Posted on 02/04/2011 7:17:33 AM PST by Bean Counter
(Camas, Washington) The ugly demise of the beached and broken Davy Crockett, now the subject of a multimillion-dollar federal recovery effort, unfolded only after years of neglect.
The former Liberty ship has languished for almost two decades along the north bank of the Columbia River between Vancouver and Camas. At one point, a former owner warned the U.S. Coast Guard that the 431-foot vessel appeared to be at risk of coming loose from its mooring and careening into the nearby shipping channel.
However, little changed except the vessels ownership.
By the end of last year, benign neglect evolved to active dismantling.
*SNIP*
I’m surprised they allow dismantling before asbestos removal.
That’s the point...they were not allowed to be doing any of this.
Federal and inter-state governmental agencies have been about doing the jobs they are paid to do.
What! You are supposed to actually do the work you were paid for in a government job? Well, forget it - I am withdrawing my sesumes:)
Prices for clean iron scrap is about $360/ton right now in 10 ton+ deliveries. A couple of guys with torches who know what they are doing and a rented crane can easily make some beer money fast. Cut out the easy prime weight and leave the rest for someone else to deal with.
just pull it out to sea and use it as target practice...
We will have none of that vitriolic discourse here!
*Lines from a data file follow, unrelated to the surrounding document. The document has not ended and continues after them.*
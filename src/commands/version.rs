use anyhow::Result;

/// Run the version command - display version information
pub fn run() -> Result<()> {
    let version = env!("CARGO_PKG_VERSION");
    let name = env!("CARGO_PKG_NAME");

    println!("{} v{}", name, version);

    if let Some(hash) = option_env!("MOSAIC_README_BUILD_HASH") {
        println!("Build: {}", hash);
    }

    Ok(())
}
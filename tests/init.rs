//! Integration tests for the `mosaic-readme init` command

use std::fs;
use tempfile::TempDir;

use mosaic_readme::commands::init;
use mosaic_readme::config::{Config, DEFAULT_API_URL, DEFAULT_CONFIG_PATH};
use mosaic_readme::deploy::DeployInfo;
use mosaic_readme::hasher::ComponentHashes;
use mosaic_readme::report::TemplateData;
use mosaic_readme::template::Template;

#[test]
fn test_init_creates_template_and_config() {
    let dir = TempDir::new().unwrap();

    init::run(dir.path(), false).unwrap();

    assert!(dir.path().join("README.template.md").exists());
    assert!(dir.path().join(DEFAULT_CONFIG_PATH).exists());
}

#[test]
fn test_init_config_loads_back() {
    let dir = TempDir::new().unwrap();
    init::run(dir.path(), false).unwrap();

    let path = dir.path().join(DEFAULT_CONFIG_PATH);
    let content = fs::read_to_string(&path).unwrap();
    assert!(content.starts_with("# mosaic-readme configuration"));
    assert!(content.contains("[gist]"));
    assert!(content.contains("[paths]"));

    let config = Config::load_with(&path, |_| None).unwrap();
    assert_eq!(config.gist.api_url, DEFAULT_API_URL);
    assert!(config.gist.token.is_empty());
}

#[test]
fn test_init_template_renders() {
    let dir = TempDir::new().unwrap();
    init::run(dir.path(), false).unwrap();

    let template = Template::parse_file(&dir.path().join("README.template.md")).unwrap();
    let mut config = Config::default();
    config.addresses.owner = "stars1owner".to_string();

    let data = TemplateData::new(
        ComponentHashes {
            frontend: "1234abcd".to_string(),
            mosaic_tile: "dcba4321".to_string(),
        },
        DeployInfo {
            timestamp: "2024-01-01T00:00:00Z".to_string(),
            mosaic_tile_address: "stars1tile".to_string(),
        },
        &config.addresses,
    );
    let readme = template.render(&data).unwrap();

    assert!(readme.contains("| Frontend | `1234abcd` |"));
    assert!(readme.contains("| Mosaic Tile NFT | `dcba4321` |"));
    assert!(readme.contains("- Mosaic Tile NFT: `stars1tile`"));
    assert!(readme.contains("| owner | `stars1owner` |  |"));
    assert!(readme.contains("| user | `` |  |"));
}

#[test]
fn test_init_template_without_deploy() {
    let dir = TempDir::new().unwrap();
    init::run(dir.path(), false).unwrap();

    let template = Template::parse_file(&dir.path().join("README.template.md")).unwrap();
    let data = TemplateData::new(
        ComponentHashes::default(),
        DeployInfo::default(),
        &Config::default().addresses,
    );
    let readme = template.render(&data).unwrap();

    assert!(readme.contains("## Latest Deployment\n\nNo deployment recorded yet.\n\n## Accounts"));
}

#[test]
fn test_init_fails_without_force() {
    let dir = TempDir::new().unwrap();
    fs::write(dir.path().join("README.template.md"), "mine").unwrap();

    let err = init::run(dir.path(), false).unwrap_err();

    assert!(err.to_string().contains("already exists"));
    assert_eq!(
        fs::read_to_string(dir.path().join("README.template.md")).unwrap(),
        "mine"
    );
    assert!(!dir.path().join(DEFAULT_CONFIG_PATH).exists());
}

#[test]
fn test_init_with_force_overwrites() {
    let dir = TempDir::new().unwrap();
    fs::write(dir.path().join("README.template.md"), "mine").unwrap();
    fs::write(dir.path().join(DEFAULT_CONFIG_PATH), "old = true").unwrap();

    init::run(dir.path(), true).unwrap();

    let template = fs::read_to_string(dir.path().join("README.template.md")).unwrap();
    assert!(template.contains("{{ .Hashes.Frontend }}"));
    let config = fs::read_to_string(dir.path().join(DEFAULT_CONFIG_PATH)).unwrap();
    assert!(config.contains("[gist]"));
}
//! Embedded starter files for `mosaic-readme init`

/// Starter README template, in the syntax `update` renders
pub const README_TEMPLATE: &str = r#"# Mosaic

_Last updated: {{ .LastUpdated }}_

## Components

| Component | Fingerprint |
|-----------|-------------|
| Frontend | `{{ .Hashes.Frontend }}` |
| Mosaic Tile NFT | `{{ .Hashes.MosaicTile }}` |

## Latest Deployment

{{ if .Deploy.MosaicTileAddress -}}
- Deployed: {{ .Deploy.Timestamp }}
- Mosaic Tile NFT: `{{ .Deploy.MosaicTileAddress }}`
{{- else -}}
No deployment recorded yet.
{{- end }}

## Accounts

| Role | Address | Balance |
|------|---------|---------|
{{- range $role, $data := .Balances }}
| {{ $role }} | `{{ $data.Address }}` | {{ $data.Balance }} |
{{- end }}
"#;

/// Header written above the serialized default config
pub const CONFIG_HEADER: &str = r#"# mosaic-readme configuration
# Generated: {timestamp}
#
# Environment variables take precedence over values in this file:
#   GITHUB_API_URL, GIST_ID, GITHUB_TOKEN (never stored here),
#   DEPLOYER_ADDRESS, MINTER_ADDRESS, OWNER_ADDRESS, USER_ADDRESS

"#;
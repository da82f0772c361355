use anyhow::Result;
use clap::Parser;
use colored::*;
use std::path::Path;

use mosaic_readme::cli::{Cli, Commands};
use mosaic_readme::commands;
use mosaic_readme::config::Config;
use mosaic_readme::logging;

#[tokio::main]
async fn main() {
    let cli = Cli::parse();
    logging::init(cli.verbose);

    if let Err(e) = run(cli).await {
        println!("{} {:#}", "Error:".red().bold(), e);
        std::process::exit(1);
    }
}

async fn run(cli: Cli) -> Result<()> {
    match cli.command.unwrap_or(Commands::Update {
        template: None,
        output: None,
    }) {
        Commands::Update { template, output } => {
            let mut config = Config::load(&cli.config)?;
            if let Some(template) = template {
                config.paths.template = template;
            }
            if let Some(output) = output {
                config.paths.output = output;
            }
            commands::update::run(&config).await
        }
        Commands::Hash { dirs } => commands::hash::run(&dirs),
        Commands::Init { force } => commands::init::run(Path::new("."), force),
        Commands::Version => commands::version::run(),
    }
}
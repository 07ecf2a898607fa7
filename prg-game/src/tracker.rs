use crate::error::{GameError, Result};
use crate::strategy::AnswerStrategy;
use prg_core::{
    AuditLog, Coordinator, GameStatus, PeerGameState, RoundObservation, StateStore, TestOverrides,
    TokenAmount,
};
use std::sync::Arc;

struct BoundPeer {
    peer_id: String,
    state: PeerGameState,
    record: AuditLog,
}

/// Per-peer play/claim state machine.
///
/// Feed round observations in with [`observe`](Self::observe); the tracker
/// places bets through the coordinator, records history, claims finished
/// games and persists after every state-changing transition. Coordinator
/// failures never corrupt local bookkeeping: the history write is
/// unconditional and a failed claim leaves the claim cursor untouched so the
/// next observation retries it.
///
/// Observations for one peer must arrive strictly sequentially; the tracker
/// exclusively owns the bound peer's state file.
pub struct GameTracker {
    coordinator: Arc<dyn Coordinator>,
    store: StateStore,
    strategy: Box<dyn AnswerStrategy>,
    overrides: TestOverrides,
    bound: Option<BoundPeer>,
}

impl GameTracker {
    pub fn new(
        coordinator: Arc<dyn Coordinator>,
        store: StateStore,
        strategy: Box<dyn AnswerStrategy>,
        overrides: TestOverrides,
    ) -> Self {
        Self {
            coordinator,
            store,
            strategy,
            overrides,
            bound: None,
        }
    }

    pub fn peer_id(&self) -> Option<&str> {
        self.bound.as_ref().map(|b| b.peer_id.as_str())
    }

    pub fn state(&self) -> Option<&PeerGameState> {
        self.bound.as_ref().map(|b| &b.state)
    }

    /// Bind to `peer_id`, loading its persisted state. Returns `true` when
    /// this call actually rebound (first sight of the peer this session).
    pub async fn activate(&mut self, peer_id: &str) -> Result<bool> {
        if self.peer_id() == Some(peer_id) {
            return Ok(false);
        }
        let state = self.store.load(peer_id).await?;
        let record = AuditLog::new(self.store.record_path(peer_id));
        self.bound = Some(BoundPeer {
            peer_id: peer_id.to_string(),
            state,
            record,
        });
        Ok(true)
    }

    /// Process one round observation for a peer.
    ///
    /// Coordinator failures are swallowed here and surface only in logs;
    /// persistence failures propagate.
    pub async fn observe(&mut self, mut obs: RoundObservation, peer_id: &str) -> Result<()> {
        if self.activate(peer_id).await? {
            // The answer is fixed per session, bound at (re)activation.
            let (choice_idx, choice) = self.strategy.choose(&obs);
            obs.choice_idx = choice_idx;
            obs.choice = choice;
        }

        match obs.status {
            GameStatus::Success => self.on_success(&obs).await,
            GameStatus::NoActiveGame => self.on_game_over().await,
            GameStatus::AlreadyAnswered | GameStatus::Error => {
                tracing::debug!(
                    "Ignoring observation with status {:?} for peer {}",
                    obs.status,
                    peer_id
                );
                Ok(())
            }
        }
    }

    async fn on_success(&mut self, obs: &RoundObservation) -> Result<()> {
        if obs.choice_idx < 0 {
            tracing::debug!(
                "Observation for game {} carries no valid choice; ignoring",
                obs.game_idx
            );
            return Ok(());
        }

        let coordinator = Arc::clone(&self.coordinator);
        let bound = self
            .bound
            .as_mut()
            .ok_or_else(|| GameError::Internal("observe ran with no peer bound".to_string()))?;
        let game = obs.game_idx;

        if let Some(balance) = fetch_balance(&*coordinator, &self.overrides, &bound.peer_id).await
        {
            let rounds_remaining = obs.rounds_remaining.max(1);
            let mut bet = balance.split(rounds_remaining);
            if let Some(wei) = self.overrides.bet_amount {
                bet = TokenAmount::from_wei(wei);
            }
            let expected_remaining = balance.saturating_sub(bet);

            tracing::info!(
                "peer={} game={} clue={}: balance(before)={} tokens, rounds_remaining={}, \
                 calculated_bet={} tokens, expected_remaining={} tokens",
                bound.peer_id,
                game,
                obs.clue_idx,
                balance,
                rounds_remaining,
                bet,
                expected_remaining
            );

            if !bet.is_zero() {
                if let Err(e) = coordinator
                    .submit_guess(game, &bound.peer_id, obs.clue_idx, obs.choice_idx, bet)
                    .await
                {
                    tracing::debug!("Guess submission failed: {}", e);
                }

                // Best-effort re-read; the backend may not have settled yet.
                let token_after = match coordinator.balance(&bound.peer_id).await {
                    Ok(actual) => {
                        tracing::info!(
                            "peer={}: balance(after)={} tokens",
                            bound.peer_id,
                            actual
                        );
                        format!("{} tokens", actual)
                    }
                    Err(e) => {
                        tracing::debug!("Could not fetch balance after bet: {}", e);
                        "UNKNOWN".to_string()
                    }
                };

                bound
                    .record
                    .append(format!(
                        "Game {} Round {}: Peer {} token_before={} tokens, placed_bet={} tokens, \
                         token_after={}, choice={}",
                        game, obs.clue_idx, bound.peer_id, balance, bet, token_after, obs.choice
                    ))
                    .await;
            } else {
                tracing::info!("Bet amount is zero; no guess submitted");
                bound
                    .record
                    .append(format!(
                        "Game {} Round {}: Peer {} placed NO bet (bet_amt=0), choice={}",
                        game, obs.clue_idx, bound.peer_id, obs.choice
                    ))
                    .await;
            }
        }

        // Local bookkeeping never depends on coordinator success.
        bound.state.prg_history_dict.insert(game, obs.clue_idx);

        if let Some(previous) = bound.state.prg_last_game_played {
            if previous != game {
                match coordinator.claim(previous, &bound.peer_id).await {
                    Ok(()) => {
                        tracing::info!(
                            "successfully claimed reward for previous game {}",
                            previous
                        );
                        bound
                            .record
                            .append(format!(
                                "successfully claimed reward for previous game {}",
                                previous
                            ))
                            .await;
                        bound.state.prg_last_game_claimed = Some(previous);
                    }
                    Err(e) => {
                        // Cursor stays put; a later observation retries.
                        tracing::debug!("Claim for game {} failed: {}", previous, e);
                    }
                }
            }
        }

        bound.state.prg_last_game_played = Some(game);
        self.store.save(&bound.peer_id, &bound.state).await?;
        Ok(())
    }

    async fn on_game_over(&mut self) -> Result<()> {
        let coordinator = Arc::clone(&self.coordinator);
        let bound = self
            .bound
            .as_mut()
            .ok_or_else(|| GameError::Internal("observe ran with no peer bound".to_string()))?;

        let pending = match bound.state.pending_claim() {
            Some(game) => game,
            None => return Ok(()),
        };

        match coordinator.claim(pending, &bound.peer_id).await {
            Ok(()) => {
                tracing::info!("successfully claimed reward for previous game {}", pending);
                bound
                    .record
                    .append(format!(
                        "successfully claimed reward for previous game {}",
                        pending
                    ))
                    .await;
                bound.state.prg_last_game_claimed = Some(pending);
                bound.state.prg_last_game_played = None;
                self.store.save(&bound.peer_id, &bound.state).await?;
            }
            Err(e) => {
                tracing::debug!("Claim for game {} failed: {}", pending, e);
            }
        }
        Ok(())
    }
}

async fn fetch_balance(
    coordinator: &dyn Coordinator,
    overrides: &TestOverrides,
    peer_id: &str,
) -> Option<TokenAmount> {
    if let Some(wei) = overrides.token_balance {
        return Some(TokenAmount::from_wei(wei));
    }
    match coordinator.balance(peer_id).await {
        Ok(balance) => Some(balance),
        Err(e) => {
            tracing::debug!("Balance lookup failed for peer {}: {}", peer_id, e);
            None
        }
    }
}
I think it´s the ¨SS¨ Davy Crockett. They were crewed principally by civilians.
This is a problem in all of the states. Next to my favorite fishing hole is a 47 ft motor yacht that some yahoo ran aground in the 70’s. The former owner removed the engines and running gear, and left the hull there. Since it is made of figerglass is isnt going to decompose. It is on state land. The diesel tanks are about 25% full, and at this point the old fuel is just sludge. The state won’t do anything untill the fuel begins to leak. So they are going to wait for an ecological disaster before they will do anything....
Was this a MSTS ship ?
Nope.
Doing a “legal” SINKEX is even harder. You STILL have to remove all the hazmat, all the oil (and flush out the tanks and pipes), the asbestos, the electronics, the interiors, the ....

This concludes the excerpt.